Imagine we have different structures of dataframes in Pandas
# creating the first dataframe
df1 = pd.DataFrame({
"width": [1, 5],
"height": [5, 8]})
# creating second dataframe
df2 = pd.DataFrame({
"a": [7, 8],
"b": [11, 23],
"c": [1, 3]})
# creating second dataframe
df3 = pd.DataFrame({
"radius": [7, 8],
"height": [11, 23]})
In general there might be more than 2 dataframes. Now, I want to create a logic that is mapping columns names to specific functions to create a new column "metric" (think of it as area for two columns and volume for 3 columns). I want to specify column names ensembles
column_name_ensembles = {
"1": {
"ensemble": ['height', 'width'],
"method": area},
"2": {
"ensemble": ['a', 'b', 'c'],
"method": volume_cube},
"3": {
"ensemble": ['radius', 'height'],
"method": volume_cylinder}}
def area(width, height):
return width * height
def volume_cube(a, b, c):
return a * b * c
def volume_cylinder(radius, height):
return (3.14159 * radius ** 2) * height
Now, the area function create a new column for the dataframe df1['metric'] = df1['height'] * df2['widht'] and the volumen function will create a new column for the dataframe df2['metic'] = df2['a'] * df2['b'] * df2['c']. Note, that the functions can have arbitrary form but it takes the ensemble as parameters. The desired function metric(df, column_name_ensembles) should take an arbitrary dataframe as input and decide by inspecting the column names which function should be applied.
Example input output behaviour
df1_with_metric = metric(df1, column_name_ensembles)
print(df1_with_metric)
# output
# width height metric
# 0 1 5 5
# 1 5 8 40
df2_with_metric = metric(df2, column_name_ensembles)
print(df2_with_metric)
# output
# a b c metric
# 0 7 11 1 77
# 1 8 23 3 552
df3_with_metric = metric(df3, column_name_ensembles)
print(df3_with_metric)
# output
# radius height metric
# 0 7 11 1693.31701
# 1 8 23 4624.42048
The perfect solution would be a function that takes the dataframe and the column_name_ensembles as parameters and returns the dataframe with the appropriate 'metric' added to it.
I know this can be achieved by multiple if and else statements, but this does not seem to be the most intelligent solution. Maybe there is a design pattern that can solve this problem, but I am not an expert at design patterns.
Thank you for reading my question! I am looking forward for your great answers.
You can use the inspect module to extract parameter names automatically and then map frozenset of parameter names to metric functions directly:
import inspect
metrics = {
frozenset(inspect.signature(f).parameters): f
for f in (area, volume_cube, volume_cylinder)
}
Then for a given data frame, if all columns are guaranteed to be arguments to the relevant metric, you can simply query that dictionary:
def apply_metric(df, metrics):
metric = metrics[frozenset(df.columns)]
args = tuple(df[p] for p in inspect.signature(metric).parameters)
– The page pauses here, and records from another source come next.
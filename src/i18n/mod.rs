//! Per-language configuration for alias composition.
//!
//! All language-dependent data lives here: the first-person pronoun used when
//! no actor is given, the sentence template and the scope clause template.
//!
//! # Architecture
//!
//! - `profile`: One language's entries in each of the three tables
//! - `registry`: Immutable lookup over profiles, with a built-in singleton
//!
//! # Example
//!
//! ```rust,ignore
//! use coia::i18n::LanguageRegistry;
//!
//! let registry = LanguageRegistry::get();
//! assert_eq!(registry.pronoun("fr"), Some("moi"));
//! ```

mod profile;
mod registry;

pub use profile::LanguageProfile;
pub use registry::LanguageRegistry;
df['metric'] = metric(*args)
return df
In case the input data frame has more columns than are required by the metric function you can use set intersection for finding the relevant metric:
def apply_metric(df, metrics):
for parameters, metric in metrics.items():
if parameters & set(df.columns) == parameters:
args = tuple(df[p] for p in inspect.signature(metric).parameters)
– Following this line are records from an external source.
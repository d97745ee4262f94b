//! Language registry: the lookup tables behind alias composition.
//!
//! The built-in registry is a singleton initialized once with `OnceLock` and
//! never mutated afterwards. Custom registries (for example, built-in tables
//! extended from a JSON file) are plain values owned by the caller.

use crate::i18n::LanguageProfile;
use anyhow::{Context, Result};
use std::path::Path;
use std::sync::OnceLock;
use tracing::{debug, warn};

/// Immutable set of language profiles, queried by exact code match.
#[derive(Debug, Clone, PartialEq, Eq)]
pub struct LanguageRegistry {
    profiles: Vec<LanguageProfile>,
}

/// Built-in registry instance (initialized lazily)
static REGISTRY: OnceLock<LanguageRegistry> = OnceLock::new();

impl LanguageRegistry {
    /// Get the built-in language registry.
    ///
    /// The registry is initialized on first call; later calls return the same
    /// instance.
    pub fn get() -> &'static LanguageRegistry {
        REGISTRY.get_or_init(|| LanguageRegistry::new(default_profiles()))
    }

    /// Build a registry from a list of profiles.
    ///
    /// Profiles sharing a code are merged in order, later entries overriding
    /// the fields they define.
    pub fn new(profiles: Vec<LanguageProfile>) -> Self {
        let mut registry = LanguageRegistry {
            profiles: Vec::with_capacity(profiles.len()),
        };
        registry.extend(profiles);
        registry
    }

    /// Parse a JSON array of profiles into a standalone registry.
    pub fn from_json_str(json: &str) -> Result<Self> {
        let profiles: Vec<LanguageProfile> =
            serde_json::from_str(json).context("Failed to parse language profiles")?;
        Ok(Self::new(profiles))
    }

    /// Built-in tables with the profiles from a JSON file merged on top.
    pub fn with_overrides_from_file(path: &Path) -> Result<Self> {
        let json = std::fs::read_to_string(path)
            .with_context(|| format!("Failed to read language profiles from {}", path.display()))?;
        let overrides: Vec<LanguageProfile> = serde_json::from_str(&json)
            .with_context(|| format!("Invalid language profiles in {}", path.display()))?;

        debug!(
            "Loaded {} language profile(s) from {}",
            overrides.len(),
            path.display()
        );

        let mut registry = Self::get().clone();
        registry.extend(overrides);
        Ok(registry)
    }

    /// Merge profiles into the registry.
    pub fn extend(&mut self, profiles: Vec<LanguageProfile>) {
        for profile in profiles {
            warn_on_incomplete(&profile);
            match self.profiles.iter_mut().find(|p| p.code == profile.code) {
                Some(existing) => existing.merge(profile),
                None => self.profiles.push(profile),
            }
        }
    }

    /// Get a language profile by its code.
    ///
    /// # Arguments
    /// * `code` - The language code (e.g., "en", "fr"), matched exactly
    ///
    /// # Returns
    /// * `Some(&LanguageProfile)` if the language is registered
    /// * `None` if the language is not found
    pub fn get_by_code(&self, code: &str) -> Option<&LanguageProfile> {
        self.profiles.iter().find(|profile| profile.code == code)
    }

    /// Get the localized first-person pronoun for a language.
    ///
    /// # Arguments
    /// * `code` - The language code (e.g., "en", "fr")
    ///
    /// # Returns
    /// * `Some(&str)` with the pronoun (e.g., "moi" for "fr")
    /// * `None` if the language is unknown or has no pronoun entry
    pub fn pronoun(&self, code: &str) -> Option<&str> {
        self.get_by_code(code)?.pronoun.as_deref()
    }

    /// Get the sentence template for a language.
    ///
    /// # Arguments
    /// * `code` - The language code (e.g., "en", "fr")
    ///
    /// # Returns
    /// * `Some(&str)` with the template, using `{flags}`, `{who}`, `{role}`
    ///   and `{scope}` placeholders
    /// * `None` if the language is unknown or has no sentence template
    pub fn sentence_template(&self, code: &str) -> Option<&str> {
        self.get_by_code(code)?.sentence_template.as_deref()
    }

    /// Get the scope clause template for a language.
    ///
    /// # Arguments
    /// * `code` - The language code (e.g., "en", "fr")
    ///
    /// # Returns
    /// * `Some(&str)` with the template, using the `{org}` placeholder
    /// * `None` if the language is unknown or has no scope template
    pub fn scope_template(&self, code: &str) -> Option<&str> {
        self.get_by_code(code)?.scope_template.as_deref()
    }

    /// All registered language codes, in registration order.
    pub fn codes(&self) -> Vec<&str> {
        self.profiles.iter().map(|profile| profile.code.as_str()).collect()
    }

    /// Get all language profiles.
    ///
    /// # Returns
    /// A slice of every registered profile, in registration order.
    pub fn list_all(&self) -> &[LanguageProfile] {
        &self.profiles
    }
}

fn warn_on_incomplete(profile: &LanguageProfile) {
    let missing = profile.missing_sentence_placeholders();
    if !missing.is_empty() {
        warn!(
            code = %profile.code,
            "Sentence template never uses placeholder(s) {:?}",
            missing
        );
    }
    if !profile.scope_template_has_org() {
        warn!(code = %profile.code, "Scope template never uses {{org}}");
    }
}

/// Built-in language profiles.
fn default_profiles() -> Vec<LanguageProfile> {
    vec![
        LanguageProfile::new("en", "me", "{flags}{who} as {role}{scope}", " at {org}"),
        LanguageProfile::new("fr", "moi", "{flags}{who} comme {role}{scope}", " à {org}"),
        LanguageProfile::new("es", "yo", "{flags}{who} como {role}{scope}", " en {org}"),
        LanguageProfile::new("de", "ich", "{flags}{who} als {role}{scope}", " bei {org}"),
        LanguageProfile::new("pt", "eu", "{flags}{who} como {role}{scope}", " na {org}"),
        LanguageProfile::new("ja", "私", "{flags}{who}として{role}{scope}", "に-{org}"),
        LanguageProfile::new("zh", "我", "{flags}{who}作为{role}{scope}", "在-{org}"),
        LanguageProfile::new("ko", "나", "{flags}{who}로서{role}{scope}", "-{org}"),
        LanguageProfile::new("ar", "أنا", "{flags}{who} بصفتي {role}{scope}", " في {org}"),
        LanguageProfile::new("he", "אני", "{flags}{who} בתור {role}{scope}", " ב{org}"),
        LanguageProfile::new("ru", "я", "{flags}{who} как {role}{scope}", " в {org}"),
    ]
}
df['metric'] = metric(*args)
break
else:
raise ValueError(f'No metric found for columns {df.columns}')
return df
The function that runs the model should be a fairly flexible apply. Assuming the calculations will always be limited to the data in a single row, this would probably work.
First, I modified the functions to use a common input. I added a triangle area calc to be sure this was extensible.
#def area(width, height):
# return width * height
def area(row):
return row['width'] * row['height']
#def volume_cube(a, b, c):
# return a * b * c
def volume_cube(row):
return row['a'] * row['b'] * row['c']
#def volume_cylinder(radius, height):
# return (3.14159 * radius ** 2) * height
def volume_cylinder(row):
return (3.14159 * row['radius'] ** 2) * row['height']
def area_triangle(row):
return 0.5 * row['width'] * row['height']
This allows us to use the same apply for all of the functions. Because I'm a bit ocd, I changed the names of keys in the reference dictionary.
column_name_ensembles = {
"area": {
"ensemble": ['width', 'height'],
"method": area},
"volume_cube": {
"ensemble": ['a', 'b', 'c'],
"method": volume_cube},
"volume_cylinder": {
"ensemble": ['radius', 'height'],
"method": volume_cylinder},
"area_triangle": {
"ensemble": ['width', 'height'],
"method": area_triangle},
}
The metric function then is an apply to the df. You have to specify the function you are targeting in this version, but you could infer the ensemble method based on the columns. This version makes sure the required columns are available.
def metric(df,method_id):
source_columns = list(df.columns)
calc_columns = column_name_ensembles[method_id]['ensemble']
if all(factor in source_columns for factor in calc_columns):
df['metric'] = df.apply(lambda row: column_name_ensembles[method_id]['method'](row),axis=1)
return df
else:
print('Column Mismatch')
You can then specify the dataframe and the ensemble method.
df1_with_metric = metric(df1,'area')
df2_with_metric = metric(df2,'volume_cube')
df3_with_metric = metric(df3,'volume_cylinder')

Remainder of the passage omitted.